Il successo ottenuto dal Treviso tra le mura amiche contro l’Union Clodiense porta la firma indelebile di Robert Gucher, vero trascinatore della formazione biancoceleste in una domenica che profuma di promozione. Al termine del match vinto per 2-1, il centrocampista ha analizzato con grande trasporto emotivo e lucidità tattica il percorso della squadra, sottolineando la resilienza di un gruppo capace di andare oltre le difficoltà fisiche.

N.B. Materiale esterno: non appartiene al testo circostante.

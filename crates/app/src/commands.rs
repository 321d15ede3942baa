//! Terminal front-ends for each subcommand.

use std::path::PathBuf;

use anyhow::{Context, Result, bail};
use services::{AppServices, QuizServiceError};
use storage::NewDocument;
use study_core::flashcards::CardFace;
use study_core::model::{DocumentQuery, QuizId, option_label};
use study_core::quiz::{QuizEngine, QuizSessionView};
use tokio::io::{AsyncBufRead, Lines};

//
// ─── QUIZZES ───────────────────────────────────────────────────────────────────
//

pub async fn list_quizzes(app: &AppServices) -> Result<()> {
    let cards = app.quiz_catalog().list_cards().await?;
    if cards.is_empty() {
        println!("No quizzes yet.");
        return Ok(());
    }
    for card in cards {
        let score = card
            .score_percent
            .map(|p| format!("  last score {p}%"))
            .unwrap_or_default();
        println!(
            "[{}] {} ({}, {}){score}\n    {}",
            card.id,
            card.title,
            card.difficulty,
            card.subtitle(),
            card.action_label()
        );
    }
    Ok(())
}

#[derive(Debug, Clone, Copy, PartialEq, Eq)]
enum QuizCommand {
    Select(usize),
    Next,
    Back,
    Retake,
    Quit,
}

/// Letters pick options by label, numbers by position; words drive navigation.
fn parse_quiz_command(input: &str) -> Option<QuizCommand> {
    let input = input.trim();
    match input.to_ascii_lowercase().as_str() {
        "next" | "finish" | ">" | "" => return Some(QuizCommand::Next),
        "back" | "prev" | "<" => return Some(QuizCommand::Back),
        "retake" => return Some(QuizCommand::Retake),
        "quit" | "exit" => return Some(QuizCommand::Quit),
        _ => {}
    }
    if let Ok(n) = input.parse::<usize>() {
        return n.checked_sub(1).map(QuizCommand::Select);
    }
    let mut chars = input.chars();
    match (chars.next(), chars.next()) {
        (Some(c), None) if c.is_ascii_alphabetic() => {
            Some(QuizCommand::Select(usize::from(c.to_ascii_uppercase() as u8 - b'A')))
        }
        _ => None,
    }
}

fn render_question(view: &QuizSessionView) {
    println!();
    println!("{}  {}  ({}%)", view.title, view.position_label(), view.progress_percent());
    println!("{}", view.prompt);
    for option in &view.options {
        let marker = if option.selected { '●' } else { '○' };
        println!("  {marker} {}. {}", option.label, option.text);
    }
    let back = if view.can_go_back { "back, " } else { "" };
    let choices = view.option_indices();
    println!(
        "Choose {}-{}, then {} (or: {back}quit)",
        option_label(choices.start),
        option_label(choices.end.saturating_sub(1)),
        view.advance_label().to_lowercase()
    );
}

fn render_results(view: &QuizSessionView) {
    if let Some(score) = view.score {
        println!();
        println!("{} finished", view.title);
        println!(
            "Score: {} / {} ({}%)",
            score.correct(),
            score.total(),
            score.percentage()
        );
        println!("Type 'retake' to try again or 'quit' to leave.");
    }
}

pub async fn take_quiz<R>(app: &AppServices, quiz_id: u64, lines: &mut Lines<R>) -> Result<()>
where
    R: AsyncBufRead + Unpin,
{
    let quiz_loop = app.quiz_loop();
    let mut engine = QuizEngine::new();
    let mut view = quiz_loop.start(&mut engine, QuizId::new(quiz_id)).await?;

    loop {
        if view.is_terminal {
            render_results(&view);
        } else {
            render_question(&view);
        }

        let Some(line) = lines.next_line().await? else {
            break;
        };
        let Some(command) = parse_quiz_command(&line) else {
            println!("Unrecognised input: {}", line.trim());
            continue;
        };

        let outcome: Result<(), QuizServiceError> = match command {
            QuizCommand::Quit => break,
            QuizCommand::Select(index) => engine.select_answer(index).map_err(Into::into),
            QuizCommand::Back => engine.previous().map(|_| ()).map_err(Into::into),
            QuizCommand::Next => quiz_loop.advance(&mut engine).map(|_| ()),
            QuizCommand::Retake => quiz_loop.retake(&mut engine).map(|_| ()),
        };
        if let Err(err) = outcome {
            println!("{err}");
        }
        view = engine.view().context("quiz session ended unexpectedly")?;
    }

    quiz_loop.exit(&mut engine);
    Ok(())
}

//
// ─── FLASHCARDS ────────────────────────────────────────────────────────────────
//

pub async fn review_flashcards<R>(
    app: &AppServices,
    shuffle: bool,
    lines: &mut Lines<R>,
) -> Result<()>
where
    R: AsyncBufRead + Unpin,
{
    let flashcards = app.flashcards();
    let mut review = flashcards.start_review(shuffle).await?;

    loop {
        let card = review.current_card();
        println!();
        println!("{}  [{} · {}]", review.position_label(), card.topic(), card.difficulty());
        println!("{}: {}", review.face().heading(), review.text());
        println!("(flip, next, prev, shuffle, done)");

        let Some(line) = lines.next_line().await? else {
            break;
        };
        match line.trim().to_ascii_lowercase().as_str() {
            "flip" | "f" | "" => {
                if review.flip() == CardFace::Answer {
                    tracing::debug!(card = %review.current_card().id(), "answer revealed");
                }
            }
            "next" | "n" => {
                if !review.next() {
                    println!("That was the last card.");
                }
            }
            "prev" | "p" => {
                if !review.previous() {
                    println!("Already at the first card.");
                }
            }
            "shuffle" | "s" => flashcards.shuffle(&mut review),
            "done" | "q" | "quit" => break,
            other => println!("Unrecognised input: {other}"),
        }
    }

    flashcards.end_review(review);
    Ok(())
}

//
// ─── NOTES ─────────────────────────────────────────────────────────────────────
//

pub async fn list_notes(app: &AppServices, query: &str, all: bool) -> Result<()> {
    let query = DocumentQuery::new(query).with_view_all(all);
    let notes = app.notes().list(app.context(), &query).await?;
    if notes.is_empty() {
        println!("No notes found.");
        return Ok(());
    }
    for note in notes {
        println!(
            "[{}] {} ({})",
            note.id,
            note.title,
            note.created_at.format("%Y-%m-%d")
        );
        if !note.summary.is_empty() {
            println!("    {}", note.summary);
        }
        if !note.topics.is_empty() {
            println!("    topics: {}", note.topics.join(", "));
        }
    }
    Ok(())
}

pub async fn upload(app: &AppServices, files: &[PathBuf]) -> Result<()> {
    let mut documents = Vec::with_capacity(files.len());
    for path in files {
        let bytes = tokio::fs::read(path)
            .await
            .with_context(|| format!("reading {}", path.display()))?;
        let file_name = path
            .file_name()
            .and_then(|n| n.to_str())
            .with_context(|| format!("{} has no usable file name", path.display()))?;
        documents.push(NewDocument::from_file(file_name, bytes));
    }

    let report = app.notes().upload(app.context(), documents).await?;
    if !report.all_succeeded() {
        bail!("{} of {} uploads failed", report.failed.len(), files.len());
    }
    Ok(())
}

//
// ─── DASHBOARD ─────────────────────────────────────────────────────────────────
//

pub async fn dashboard(app: &AppServices) -> Result<()> {
    let stats = app.dashboard().stats(app.context()).await?;
    println!("{}", stats.greeting);
    println!("Notes uploaded:    {}", stats.notes_uploaded);
    println!("Quizzes completed: {}", stats.quizzes_completed);
    match stats.average_score {
        Some(avg) => println!("Average score:     {avg}%"),
        None => println!("Average score:     -"),
    }
    Ok(())
}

Nonostante una settimana complicata da diversi acciacchi e assenze pesanti, la risposta del collettivo è stata all'altezza delle aspettative della piazza. «Non avevo dubbi sulla prestazione della squadra, anche con infortuni e giocatori non al 100%, tutti hanno stretto i denti e si è visto in campo», ha esordito Gucher, evidenziando come lo spirito di sacrificio sia stato il motore immobile di questa vittoria fondamentale.
La perla che ha sbloccato l'incontro è stata naturalmente uno dei temi centrali della serata, anche se il calciatore ha preferito mettere l'accento sul valore strategico della rete piuttosto che sull'estetica personale. «Il gol? Ognuno di noi prova il colpo da novanta, ma l’importante era sbloccarla», ha spiegato con estrema concretezza, aggiungendo poi un plauso alla gestione del vantaggio: «Siamo stati bravi anche a fare il secondo gol nel momento giusto».
Non è mancata però una nota di autocritica per la rete subita nel finale, che ha tenuto il risultato in bilico fino al triplice fischio. Gucher non ha nascosto che, in quella specifica circostanza, la retroguardia avrebbe potuto agire con maggiore cattiveria agonistica: «Sul loro gol potevamo essere più attenti», ha ammesso con onestà, dimostrando la fame di perfezione che anima lo spogliatoio trevigiano.
Nel corso dei novanta minuti, la duttilità dell'ex centrocampista di Serie A è stata ancora una volta un'arma tattica preziosa per la panchina. Gucher si è speso in diverse zone del campo, adattandosi alle necessità contingenti della sfida. «Ho giocato un po’ dappertutto, in più ruoli possibili, ma l’importante è mettersi a disposizione. È andata bene e bravo il mister, sono contento di aver potuto aiutare la squadra», ha ribadito.
Oltre l'aspetto puramente agonistico, la giornata ha regalato momenti di grande commozione quando il calciatore ha rivolto un pensiero speciale ai propri affetti più cari, rimasti a casa ma presenti nel cuore. «Dedico il gol a mia moglie Lisa per tutti i sacrifici che fa per me e alle mie figlie Camilla e Viola, che oggi mi hanno chiesto il gol. Li ringrazio di cuore», ha dichiarato, svelando il retroscena di una promessa mantenuta sul rettangolo verde.
Un altro pilastro del successo odierno è stato individuato nel calore del pubblico, con uno stadio che ha risposto presente in ogni ordine di posto, spingendo i giocatori nei momenti di massima pressione. «Oggi va fatto un applauso alla gente fuori, curva e tribuna piena. Sono presenti e ci danno una mano, ci caricano: da soli non si va da nessuna parte», ha commentato con gratitudine, riconoscendo il ruolo del dodicesimo uomo in campo.
In ottica classifica, i tre punti consolidano le ambizioni del Treviso, ma Gucher invita a mantenere i piedi per terra, senza però rinunciare al grande sogno stagionale. La mentalità del gruppo sembra essere ormai cementata verso un unico obiettivo. «Abbiamo fatto un passo importante oggi, ma anche se avessimo fatto un passo falso, non sarebbe cambiato niente», ha osservato con estrema sicurezza.
La chiusura dell'intervista è un manifesto d'intenti per il finale di campionato, con un messaggio chiaro rivolto a tutte le dirette concorrenti per la vetta. Il centrocampista ha infatti concluso con una dichiarazione che non lascia spazio a interpretazioni: «Questa squadra vuole arrivare e questa è una buona partenza», confermando che la corsa verso la categoria superiore è appena entrata nella sua fase più calda.